Elsa Muller, born in 1993 in Trier (Germany), lives and works between Lyon and Alsace. She first began in the sciences before switching to the arts, eventually graduating from the Beaux-Arts of Lyon in 2021. Her practice alternates primarily between painting and video—two mediums that, in her work, interact with each other through humor and irony. Her work has been shown at DOC (Paris), the 5th Triennale Jeune Création (Luxembourg), Fran Reus gallery (Majorca), the Les Instants Vidéos festival (Marseille), KOTE (Seoul), and the 4th and 6th editions of The Wrong Biennale (online). She recently participated in the “Création en cours” program run by Ateliers Médicis and was invited by L’envers des pentes for a week-long art residency in a mountain refuge, exploring trail running as a practice.From her studio in Lyon, she continues developing pictorial research that mixes preconceived imagery with artificial intelligence.

Lorette Pouillon graduated from ESAD Saint-Étienne in 2020. After her degree, she presented her first solo show TOUT DOÎT DISPA-RAITRE (“Everything Must Go”) in 2022 at La Galerie de l’Antenne in Saint-Étienne, followed by DU VENT SVP (“Some Wind, Please”)in 2023 at L’Attrape Couleurs in Lyon.She has participated in several residencies with institutions including Ateliers Médicis, Villa Glovettes, Le Creux de l’Enfer, and La NEF (a drama center dedicated to puppetry arts).Her work is greatly enriched by collaborations with performing artists, where she takes on roles as both scenographer and per-former. She currently lives and works in Clermont-Ferrand.

Biographies of curators :

Camille Cheyre, Charlotte Dartigues, Eva Salgueiro Gonçalves, Nina-Lou Siméon and Cameron White form the curatorial team behind Casting, amitiés côté jardin [Casting, garden-side friendships]. They are currently masters students at the École Supérieure d’Art de Clermont Métropole, where they obtained their bachelor’s degree in June 2024. Although their practices and research are diverse, they each consider friendship as a necessary foundation, a daily support, and a gentle source of inspiration in their body of work.

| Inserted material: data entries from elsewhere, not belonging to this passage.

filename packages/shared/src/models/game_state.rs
use serde::{Deserialize, Serialize};

use crate::models::game::{GameResult, GameStatus, Termination};

/// The accepted move as echoed back to clients. Pieces use single letters.
#[derive(Debug, Clone, PartialEq, Eq, Serialize, Deserialize)]
pub struct MoveSummary {
    pub from: String,
    pub to: String,
    pub san: String,
    pub piece: char,
    pub captured: Option<char>,
    pub promotion: Option<char>,
}

#[derive(Debug, Clone, PartialEq, Eq, Serialize, Deserialize)]
pub struct GameStateSnapshot {
    pub fen: String,
    /// `w` or `b`.
    pub turn: char,
    pub check: bool,
    pub checkmate: bool,
    pub stalemate: bool,
    pub draw: bool,
    pub game_over: bool,
    pub move_number: u32,
    pub status: GameStatus,
    pub result: Option<GameResult>,
    pub termination: Option<Termination>,
}

/// Success payload of a move submission.
#[derive(Debug, Clone, PartialEq, Eq, Serialize, Deserialize)]
pub struct MoveOutcome {
    #[serde(rename = "move")]
    pub summary: MoveSummary,
    pub game_state: GameStateSnapshot,
}
pub mod current_user;
pub mod chess_service_errors;
pub mod game_service_errors;
pub mod move_coordinator_errors;
pub mod user_service_errors;
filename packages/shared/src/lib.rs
pub mod config;
pub mod models;
pub mod repositories;
pub mod services;
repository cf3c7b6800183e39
use crate::models::user::User;
use crate::repositories::errors::user_repository_errors::UserRepositoryError;
use async_trait::async_trait;

#[cfg(test)]
use mockall::automock;

#[cfg_attr(test, automock)]
#[async_trait]
pub trait UserRepository: Send + Sync {
    /// Fails with `AlreadyExists` when the username or email is taken.
    async fn create_user(&self, user: &User) -> Result<(), UserRepositoryError>;
    async fn get_user_by_id(&self, user_id: &str) -> Result<User, UserRepositoryError>;
    /// Earliest registered first.
    async fn list_users(&self, limit: u32) -> Result<Vec<User>, UserRepositoryError>;
    async fn update_user(&self, user: &User) -> Result<(), UserRepositoryError>;
}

Camille’s Cheyre work explores the notion of home, with a touch of fiction. Her papier-mâché sculptures—whimsical and offbeat—are often accompanied by acrylic paintings and soft sculptures. Her installations are often built as interactive spaces, filled with dark humour and oddities.

Charlotte Dartigues develops a practice she calls “colour material”. Experimenting with various mediums, she combines handmade pigments, protocol-based gestures and weaving, all in a study of how colour and material alter one another.

Nina-Lou Siméon addresses the topic of technology, without making digital art. She explores the blurring between the intimate and the virtual, questioning how internet culture, video games, and the overload of content influence identity construction. Her work primarily involves graphic and drawn expressions but also video, installation, publishing, writing and performance.

Eva Salgueiro Gonçalves examines sensitive and intimate relationships and exchanges through epistolary forms. Her work unfolds through the practice of publishing, blending writing, reading, engraving, photography and jewelry-making. Pop culture references, textual and visual research, a fondness for archives and nostalgia are all precious inputs to her approach.

In his work, Cameron White blends Greek myths and aesthetics of Christianity with the idea of situating himself and creating allegories of his transidentity and queerness throughout history. Metamorphosis appears as a natural theme, while the objects and the colours in his paintings, but also his texts become a place of comfort and poetic fullness within a post-apocalyptic reflection.